Posted by Bob Warfield on December 5, 2007

One of the things that makes Social Networks exciting is their network effect.  Each new user adds more value to the network than the prior user; the value is in the connectedness of the thing, not the software.  This means it gets easier the larger such networks grow because they deliver more value as they get larger.  It’s easier to roll a snowball down the hill than a heavy rock up the hill.  Crossing the chasm is all about the heavy rock.  A startup gets a great idea that only appeals to early adopters, and it gets harder and harder to roll the rock up the hill as later stage adopters become the target audience.

Perhaps the best example of the awesome power of network effects I’ve ever come across is eBay.  Once upon a time there were many auction sites, now there is essentially one because of it.  The dynamics worked something like this.  Each additional buyer meant more bidders on each item for sale.  That meant the item was more likely to sell and at a higher price.  This attracted more sellers, because they could make more money.  That meant more of a selection for buyers, and it limited how high prices could go.  So more buyers came to bid.  That’s what I call a virtuous cycle, and eBay rode it fast and furiously to the very successful place they’re in now.

SaaS is now starting to show signs of similar network effects.  Salesforce is rolling out customer data sharing, which it hopes will generate this sort of advantage.  The idea is to make it easy to securely share information from your Salesforce application with other companies who are (presumably) your partners.  For example, you could share sales leads.  Given that Salesforce will shortly have 1 million users, you can see where the eBay analogy starts to fit in. 
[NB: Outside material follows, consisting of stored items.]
//! Frame representations and the transactional return target.
//!
//! Two frame representations share the `Registers` seam:
//!
//! - `StackView` — a window into the shared register stack, the normal
//!   case for a call chain
//! - `OwnedRegisters` — a private, fixed-capacity frame for call sites
//!   where chain sharing is undesirable or unavailable
//!
//! A `ReturnTarget` is the destination a callee commits results into.
//! The commit is transactional: `begin()` opens, `push(v)` stages each
//! result into the destination registers, and only `end()` moves the
//! destination's top. A reader keyed off the top can never observe a
//! return in progress.

use crate::error::RuntimeError;
use crate::stack::StackView;
use crate::value::Value;
use std::cell::{Cell, RefCell};
use std::fmt;

// =============================================================================
// Registers Seam
// =============================================================================

/// Frame-relative register access shared by both frame representations.
pub trait Registers {
    /// Read register `i`.
    fn get(&self, i: usize) -> Value;
    /// Write register `i`.
    fn set(&self, i: usize, v: Value);
    /// The frame's live extent.
    fn top(&self) -> usize;
    /// Establish the frame's live extent.
    fn set_top(&self, n: usize) -> Result<(), RuntimeError>;
}

impl Registers for StackView<'_> {
    #[inline]
    fn get(&self, i: usize) -> Value {
        StackView::get(self, i)
    }

    #[inline]
    fn set(&self, i: usize, v: Value) {
        StackView::set(self, i, v);
    }

    #[inline]
    fn top(&self) -> usize {
        StackView::top(self)
    }

    #[inline]
    fn set_top(&self, n: usize) -> Result<(), RuntimeError> {
        StackView::set_top(self, n)
    }
}

// =============================================================================
// Owned Registers
// =============================================================================

/// A private, fixed-capacity frame.
///
/// Functionally equivalent to a `StackView` for `get`/`set`/`top`, but
/// the backing array is not shared with any call chain and cannot be
/// extended into a nested frame — there is no `from`.
pub struct OwnedRegisters {
    cells: RefCell<Box<[Value]>>,
    top: Cell<usize>,
}

impl OwnedRegisters {
    /// Allocate a frame with `capacity` registers, all nil.
    pub fn new(capacity: usize) -> Self {
        OwnedRegisters {
            cells: RefCell::new(vec![Value::Nil; capacity].into_boxed_slice()),
            top: Cell::new(0),
        }
    }

    /// The fixed capacity.
    #[inline]
    pub fn capacity(&self) -> usize {
        self.cells.borrow().len()
    }

    /// Append a value at the top and raise the top by one.
    #[inline]
    pub fn push(&self, v: Value) {
        let t = self.top.get();
        self.cells.borrow_mut()[t] = v;
        self.top.set(t + 1);
    }

    /// A return target writing into this frame starting at register
    /// `offset`.
    #[inline]
    pub fn return_target_from(&self, offset: usize) -> ReturnTarget<'_> {
        ReturnTarget::new(Window::Owned { regs: self, base: offset })
    }
}

impl Registers for OwnedRegisters {
    #[inline]
    fn get(&self, i: usize) -> Value {
        self.cells.borrow()[i].clone()
    }

    #[inline]
    fn set(&self, i: usize, v: Value) {
        self.cells.borrow_mut()[i] = v;
    }

    #[inline]
    fn top(&self) -> usize {
        self.top.get()
    }

    /// A fixed-capacity frame cannot grow; exceeding the capacity is a
    /// programming error, not a recoverable condition.
    #[inline]
    fn set_top(&self, n: usize) -> Result<(), RuntimeError> {
        assert!(n <= self.capacity(), "owned frame extent exceeds capacity");
        self.top.set(n);
        Ok(())
    }
}

impl fmt::Debug for OwnedRegisters {
    fn fmt(&self, f: &mut fmt::Formatter<'_>) -> fmt::Result {
        f.debug_struct("OwnedRegisters")
            .field("top", &self.top.get())
            .field("capacity", &self.capacity())
            .finish()
    }
}

// =============================================================================
// Return Target
// =============================================================================

/// The destination window a return target writes into.
enum Window<'a> {
    Stack(StackView<'a>),
    Owned { regs: &'a OwnedRegisters, base: usize },
}

impl Window<'_> {
    #[inline]
    fn set(&self, i: usize, v: Value) {
        match self {
            Window::Stack(view) => view.set(i, v),
            Window::Owned { regs, base } => regs.set(base + i, v),
        }
    }

    #[inline]
    fn set_top(&self, n: usize) -> Result<(), RuntimeError> {
        match self {
            Window::Stack(view) => view.set_top(n),
            Window::Owned { regs, base } => regs.set_top(base + n),
        }
    }

    fn anchor(&self) -> Option<usize> {
        match self {
            Window::Stack(view) => Some(view.base()),
            Window::Owned { .. } => None,
        }
    }
}

/// A destination a callee commits results into.
///
/// Usage is strictly `begin()`, zero or more `push(v)`, `end()`. The
/// destination's top — the only thing a reader may trust — moves only
/// when `end()` commits. Leaving a transaction open across a frame
/// boundary (a return or a suspension) is a protocol violation and is
/// asserted against.
pub struct ReturnTarget<'a> {
    dest: Window<'a>,
    /// `Some(n)` while a transaction is open with `n` results staged.
    staged: Cell<Option<usize>>,
}

impl<'a> ReturnTarget<'a> {
    fn new(dest: Window<'a>) -> Self {
        ReturnTarget {
            dest,
            staged: Cell::new(None),
        }
    }

    /// A return target writing into the stack at `view`'s base.
    pub fn from_view(view: StackView<'a>) -> Self {
        ReturnTarget::new(Window::Stack(view))
    }

    /// Whether a transaction is open.
    #[inline]
    pub fn is_open(&self) -> bool {
        self.staged.get().is_some()
    }

    /// The absolute stack offset results are committed to, when the
    /// destination is a shared-stack window. Used by suspension capture
    /// to record where a resumed frame's results will land.
    #[inline]
    pub fn anchor(&self) -> Option<usize> {
        self.dest.anchor()
    }

    /// Open a write transaction.
    #[inline]
    pub fn begin(&self) {
        assert!(!self.is_open(), "return transaction already open");
        self.staged.set(Some(0));
    }

    /// Stage the next result.
    #[inline]
    pub fn push(&self, v: Value) {
        let n = self.staged.get().expect("push outside return transaction");
        self.dest.set(n, v);
        self.staged.set(Some(n + 1));
    }

    /// Commit the staged results atomically by moving the destination's
    /// top. The transaction is consumed even if the commit fails; a
    /// failed commit leaves the previous top, so no partial result is
    /// ever observable.
    #[inline]
    pub fn end(&self) -> Result<(), RuntimeError> {
        let n = self.staged.take().expect("end outside return transaction");
        self.dest.set_top(n)?;
        Ok(())
    }
}

impl Drop for ReturnTarget<'_> {
    fn drop(&mut self) {
        // A transaction left open across a frame boundary is a
        // protocol violation by the callee. Skipped mid-panic so the
        // original failure stays visible.
        if !std::thread::panicking() {
            debug_assert!(!self.is_open(), "return transaction left open");
        }
    }
}

impl fmt::Debug for ReturnTarget<'_> {
    fn fmt(&self, f: &mut fmt::Formatter<'_>) -> fmt::Result {
        f.debug_struct("ReturnTarget")
            .field("open", &self.is_open())
            .field("anchor", &self.anchor())
            .finish()
    }
}

impl<'s> StackView<'s> {
    /// A return target writing into this frame starting at register
    /// `offset`.
    #[inline]
    pub fn return_target_from(&self, offset: usize) -> ReturnTarget<'s> {
        ReturnTarget::from_view(self.from(offset))
    }
}

// =============================================================================
// Tests
// =============================================================================
//! Core data models for the scheduled file delivery service.
//!
//! These entities represent deliveries waiting to go out and the aggregate
//! outcome of a dispatch run. They map cleanly to database rows via
//! `sqlx::FromRow` and serialize naturally as JSON via `serde`.

pub mod batch;
pub mod delivery;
Larry Dignan sees this as Salesforce “creating a moat around it’s customer base” to create a competitive advantage and barrier.  Given that the pricing is $100 per month per company users invite to share, I think Salesforce is couching this more as a revenue opportunity than a competitive barrier.  It’s hard to believe that adding a few database records within their multitenant system to allow information cross pollination could be remotely that expensive.  George Hu, Salesforce’s EVP of products and marketing says they’re pricing it for mass adoption, but that seems a stretch when you consider each company you share is the equivalent of a very expensive salesforce seat.  Given their average customer has 20 or so seats, each partner they want to give access counts as another seat.  Nevertheless, it may still be a valuable enough service to be well worth the price.  I’ve been surprised before at how expensive some Salesforce offerings, such as Force, are.  People tell me this is an artifact of their Oracle-based culture.  Certainly Oracle has never been a low cost provider of anything!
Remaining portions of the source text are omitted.